From the records below, give the number of lines that contain the string "filled", without any other text.

- Opening Delimiter -

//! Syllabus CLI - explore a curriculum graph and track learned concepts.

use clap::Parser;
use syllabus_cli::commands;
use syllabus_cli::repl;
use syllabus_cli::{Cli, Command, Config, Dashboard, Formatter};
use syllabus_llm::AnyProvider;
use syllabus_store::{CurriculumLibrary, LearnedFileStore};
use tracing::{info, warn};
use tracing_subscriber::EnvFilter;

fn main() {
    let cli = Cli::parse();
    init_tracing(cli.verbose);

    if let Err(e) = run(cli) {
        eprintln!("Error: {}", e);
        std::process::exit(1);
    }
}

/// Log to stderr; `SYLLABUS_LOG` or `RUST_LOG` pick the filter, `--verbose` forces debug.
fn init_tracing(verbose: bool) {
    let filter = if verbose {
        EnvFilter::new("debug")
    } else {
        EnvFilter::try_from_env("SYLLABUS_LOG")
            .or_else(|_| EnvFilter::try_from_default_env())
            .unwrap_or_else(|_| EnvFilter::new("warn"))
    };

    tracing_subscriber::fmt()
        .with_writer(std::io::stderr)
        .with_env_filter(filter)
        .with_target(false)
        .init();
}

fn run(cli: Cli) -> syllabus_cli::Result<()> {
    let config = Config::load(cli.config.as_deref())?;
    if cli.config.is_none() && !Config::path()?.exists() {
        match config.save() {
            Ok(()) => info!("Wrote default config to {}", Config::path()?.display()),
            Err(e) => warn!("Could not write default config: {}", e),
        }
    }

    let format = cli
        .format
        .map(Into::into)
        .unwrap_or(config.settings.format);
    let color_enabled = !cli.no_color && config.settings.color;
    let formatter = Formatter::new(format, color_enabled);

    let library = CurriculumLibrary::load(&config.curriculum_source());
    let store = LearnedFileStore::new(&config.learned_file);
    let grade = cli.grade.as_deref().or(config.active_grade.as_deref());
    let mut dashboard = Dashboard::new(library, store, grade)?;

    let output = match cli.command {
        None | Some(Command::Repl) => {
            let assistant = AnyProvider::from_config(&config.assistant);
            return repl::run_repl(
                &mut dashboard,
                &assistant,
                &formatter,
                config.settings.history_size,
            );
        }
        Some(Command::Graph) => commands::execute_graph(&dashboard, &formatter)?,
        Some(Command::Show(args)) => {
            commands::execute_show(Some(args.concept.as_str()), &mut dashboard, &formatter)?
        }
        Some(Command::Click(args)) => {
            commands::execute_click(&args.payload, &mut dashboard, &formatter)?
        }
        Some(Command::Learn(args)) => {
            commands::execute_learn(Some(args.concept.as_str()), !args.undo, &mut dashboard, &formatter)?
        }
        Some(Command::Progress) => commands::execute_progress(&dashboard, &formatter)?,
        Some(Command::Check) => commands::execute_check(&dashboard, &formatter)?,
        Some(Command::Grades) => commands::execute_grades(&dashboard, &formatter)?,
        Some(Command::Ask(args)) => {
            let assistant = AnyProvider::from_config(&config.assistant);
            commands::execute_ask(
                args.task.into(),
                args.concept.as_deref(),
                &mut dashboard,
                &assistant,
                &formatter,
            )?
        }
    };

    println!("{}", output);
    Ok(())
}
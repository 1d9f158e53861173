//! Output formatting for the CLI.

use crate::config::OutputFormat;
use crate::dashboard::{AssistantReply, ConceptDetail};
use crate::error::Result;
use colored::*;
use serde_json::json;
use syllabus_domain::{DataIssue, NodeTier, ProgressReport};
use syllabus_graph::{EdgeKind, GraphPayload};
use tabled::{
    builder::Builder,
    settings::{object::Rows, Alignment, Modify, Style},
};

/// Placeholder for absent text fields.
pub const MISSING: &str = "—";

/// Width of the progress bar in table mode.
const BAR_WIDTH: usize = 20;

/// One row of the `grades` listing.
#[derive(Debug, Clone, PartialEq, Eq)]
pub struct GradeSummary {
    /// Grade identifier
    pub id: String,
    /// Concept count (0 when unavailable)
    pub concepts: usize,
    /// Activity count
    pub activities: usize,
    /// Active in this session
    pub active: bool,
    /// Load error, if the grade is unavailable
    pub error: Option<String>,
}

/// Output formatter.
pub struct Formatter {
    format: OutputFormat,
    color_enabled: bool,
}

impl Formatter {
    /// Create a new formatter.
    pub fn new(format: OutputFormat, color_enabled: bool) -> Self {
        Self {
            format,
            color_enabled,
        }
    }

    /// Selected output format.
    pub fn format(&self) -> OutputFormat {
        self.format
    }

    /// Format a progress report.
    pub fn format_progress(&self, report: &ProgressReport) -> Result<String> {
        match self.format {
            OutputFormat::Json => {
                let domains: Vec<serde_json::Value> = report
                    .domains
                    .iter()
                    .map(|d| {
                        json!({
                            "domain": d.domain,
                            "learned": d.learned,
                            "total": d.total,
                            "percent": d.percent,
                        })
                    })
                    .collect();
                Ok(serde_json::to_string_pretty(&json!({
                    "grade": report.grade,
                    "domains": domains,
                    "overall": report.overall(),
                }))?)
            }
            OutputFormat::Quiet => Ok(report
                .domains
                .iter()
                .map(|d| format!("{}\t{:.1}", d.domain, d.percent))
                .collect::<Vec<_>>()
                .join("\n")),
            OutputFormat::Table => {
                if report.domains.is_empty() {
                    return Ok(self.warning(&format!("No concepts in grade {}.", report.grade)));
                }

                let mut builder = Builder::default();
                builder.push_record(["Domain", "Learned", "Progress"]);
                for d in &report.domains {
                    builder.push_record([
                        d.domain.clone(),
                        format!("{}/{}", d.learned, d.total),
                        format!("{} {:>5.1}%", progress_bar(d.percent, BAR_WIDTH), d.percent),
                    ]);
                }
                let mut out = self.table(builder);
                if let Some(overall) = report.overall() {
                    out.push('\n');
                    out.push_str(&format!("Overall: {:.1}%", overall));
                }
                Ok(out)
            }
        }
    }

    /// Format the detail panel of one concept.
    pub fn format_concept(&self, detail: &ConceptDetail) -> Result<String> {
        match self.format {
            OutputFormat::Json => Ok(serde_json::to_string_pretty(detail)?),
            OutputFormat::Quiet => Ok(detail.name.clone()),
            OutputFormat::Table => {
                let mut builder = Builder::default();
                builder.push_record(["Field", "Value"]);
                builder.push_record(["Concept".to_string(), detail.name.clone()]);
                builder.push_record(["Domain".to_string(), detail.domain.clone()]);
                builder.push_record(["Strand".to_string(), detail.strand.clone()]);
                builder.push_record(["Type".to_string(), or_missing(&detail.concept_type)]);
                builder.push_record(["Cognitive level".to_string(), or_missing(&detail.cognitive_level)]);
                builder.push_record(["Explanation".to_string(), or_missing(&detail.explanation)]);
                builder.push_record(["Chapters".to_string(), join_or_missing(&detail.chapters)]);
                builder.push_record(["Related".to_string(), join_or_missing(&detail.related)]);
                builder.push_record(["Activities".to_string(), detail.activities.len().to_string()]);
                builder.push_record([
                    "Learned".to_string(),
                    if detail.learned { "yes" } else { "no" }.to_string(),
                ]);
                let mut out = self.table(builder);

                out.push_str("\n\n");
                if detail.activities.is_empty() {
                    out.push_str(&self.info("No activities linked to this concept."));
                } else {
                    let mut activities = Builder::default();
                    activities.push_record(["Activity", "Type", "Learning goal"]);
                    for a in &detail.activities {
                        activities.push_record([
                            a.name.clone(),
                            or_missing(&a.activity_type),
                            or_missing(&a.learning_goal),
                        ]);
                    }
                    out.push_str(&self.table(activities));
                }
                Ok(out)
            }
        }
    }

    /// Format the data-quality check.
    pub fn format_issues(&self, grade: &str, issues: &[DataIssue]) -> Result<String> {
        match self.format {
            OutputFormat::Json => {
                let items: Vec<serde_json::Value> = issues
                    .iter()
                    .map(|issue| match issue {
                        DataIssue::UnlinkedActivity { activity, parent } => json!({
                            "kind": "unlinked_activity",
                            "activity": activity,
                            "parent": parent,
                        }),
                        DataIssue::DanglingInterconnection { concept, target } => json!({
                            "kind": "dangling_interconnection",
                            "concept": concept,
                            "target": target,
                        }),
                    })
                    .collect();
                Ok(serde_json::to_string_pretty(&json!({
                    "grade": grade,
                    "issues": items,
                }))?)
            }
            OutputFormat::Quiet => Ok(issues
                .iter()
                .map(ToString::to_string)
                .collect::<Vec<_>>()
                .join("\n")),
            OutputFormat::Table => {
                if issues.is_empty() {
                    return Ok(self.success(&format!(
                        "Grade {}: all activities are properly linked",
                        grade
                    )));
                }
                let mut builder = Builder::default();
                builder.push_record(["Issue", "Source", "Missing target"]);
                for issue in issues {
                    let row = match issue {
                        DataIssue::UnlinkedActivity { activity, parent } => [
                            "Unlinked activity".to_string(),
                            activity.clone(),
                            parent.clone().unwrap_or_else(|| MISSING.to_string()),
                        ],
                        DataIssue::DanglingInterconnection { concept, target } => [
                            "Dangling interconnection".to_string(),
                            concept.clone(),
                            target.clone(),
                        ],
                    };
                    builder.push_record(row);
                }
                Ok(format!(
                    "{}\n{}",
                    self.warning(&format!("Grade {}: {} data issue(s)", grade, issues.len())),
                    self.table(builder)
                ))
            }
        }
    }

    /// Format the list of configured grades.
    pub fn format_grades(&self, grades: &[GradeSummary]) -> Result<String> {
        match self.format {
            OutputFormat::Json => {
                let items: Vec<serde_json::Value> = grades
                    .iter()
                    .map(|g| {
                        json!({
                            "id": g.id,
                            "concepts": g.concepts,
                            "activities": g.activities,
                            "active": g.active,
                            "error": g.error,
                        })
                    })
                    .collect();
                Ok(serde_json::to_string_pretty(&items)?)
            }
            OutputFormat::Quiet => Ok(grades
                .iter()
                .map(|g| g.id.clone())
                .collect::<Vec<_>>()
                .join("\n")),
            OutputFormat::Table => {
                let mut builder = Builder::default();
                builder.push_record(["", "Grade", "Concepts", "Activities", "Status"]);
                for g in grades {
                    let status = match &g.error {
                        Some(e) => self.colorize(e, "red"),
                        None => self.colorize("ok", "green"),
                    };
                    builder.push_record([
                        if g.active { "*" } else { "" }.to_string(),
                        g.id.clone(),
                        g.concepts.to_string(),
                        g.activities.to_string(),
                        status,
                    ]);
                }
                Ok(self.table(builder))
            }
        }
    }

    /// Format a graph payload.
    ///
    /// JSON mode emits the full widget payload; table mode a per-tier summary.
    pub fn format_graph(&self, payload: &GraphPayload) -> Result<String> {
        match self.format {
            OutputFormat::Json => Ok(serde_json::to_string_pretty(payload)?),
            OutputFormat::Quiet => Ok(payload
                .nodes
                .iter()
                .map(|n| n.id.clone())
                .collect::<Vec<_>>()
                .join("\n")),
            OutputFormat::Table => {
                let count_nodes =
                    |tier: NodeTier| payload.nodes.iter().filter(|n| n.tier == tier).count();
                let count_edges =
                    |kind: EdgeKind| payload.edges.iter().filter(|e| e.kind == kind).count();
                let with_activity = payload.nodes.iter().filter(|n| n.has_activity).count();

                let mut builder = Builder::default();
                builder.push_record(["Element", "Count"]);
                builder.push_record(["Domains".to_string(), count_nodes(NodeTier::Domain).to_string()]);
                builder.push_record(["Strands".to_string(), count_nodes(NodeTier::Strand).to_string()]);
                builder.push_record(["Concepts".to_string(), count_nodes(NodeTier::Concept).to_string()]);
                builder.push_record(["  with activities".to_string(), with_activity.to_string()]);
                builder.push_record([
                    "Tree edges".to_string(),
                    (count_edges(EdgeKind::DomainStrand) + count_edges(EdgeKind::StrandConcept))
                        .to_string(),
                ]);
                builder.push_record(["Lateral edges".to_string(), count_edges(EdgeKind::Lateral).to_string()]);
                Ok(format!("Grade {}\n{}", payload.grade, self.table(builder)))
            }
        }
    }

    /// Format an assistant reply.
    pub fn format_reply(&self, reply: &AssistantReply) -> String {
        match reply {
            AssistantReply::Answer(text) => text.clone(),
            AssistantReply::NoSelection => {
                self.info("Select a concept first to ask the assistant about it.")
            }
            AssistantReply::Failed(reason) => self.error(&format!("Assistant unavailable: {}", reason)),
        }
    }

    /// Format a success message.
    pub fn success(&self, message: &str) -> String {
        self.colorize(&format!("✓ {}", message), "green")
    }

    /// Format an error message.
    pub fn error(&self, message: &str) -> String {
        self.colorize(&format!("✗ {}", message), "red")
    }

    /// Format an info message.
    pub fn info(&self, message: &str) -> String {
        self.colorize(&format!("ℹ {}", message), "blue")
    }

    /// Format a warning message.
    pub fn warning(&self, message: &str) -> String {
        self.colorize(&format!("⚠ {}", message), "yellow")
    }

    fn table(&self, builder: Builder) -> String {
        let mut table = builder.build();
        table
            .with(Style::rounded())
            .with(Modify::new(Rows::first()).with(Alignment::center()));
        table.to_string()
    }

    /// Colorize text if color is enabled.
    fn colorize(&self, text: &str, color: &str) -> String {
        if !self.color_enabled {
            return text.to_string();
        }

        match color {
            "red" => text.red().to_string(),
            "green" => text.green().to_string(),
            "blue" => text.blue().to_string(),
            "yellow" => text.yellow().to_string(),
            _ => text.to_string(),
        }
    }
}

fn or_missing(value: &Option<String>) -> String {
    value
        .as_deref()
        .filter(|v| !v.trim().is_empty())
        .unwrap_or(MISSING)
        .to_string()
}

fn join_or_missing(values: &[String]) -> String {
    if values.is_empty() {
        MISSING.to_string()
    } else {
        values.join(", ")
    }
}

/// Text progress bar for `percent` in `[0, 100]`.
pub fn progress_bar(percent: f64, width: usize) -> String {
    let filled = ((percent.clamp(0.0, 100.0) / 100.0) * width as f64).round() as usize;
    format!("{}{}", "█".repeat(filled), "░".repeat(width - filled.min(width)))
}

- Closing Delimiter -

THE COMPLETED TASK :: 2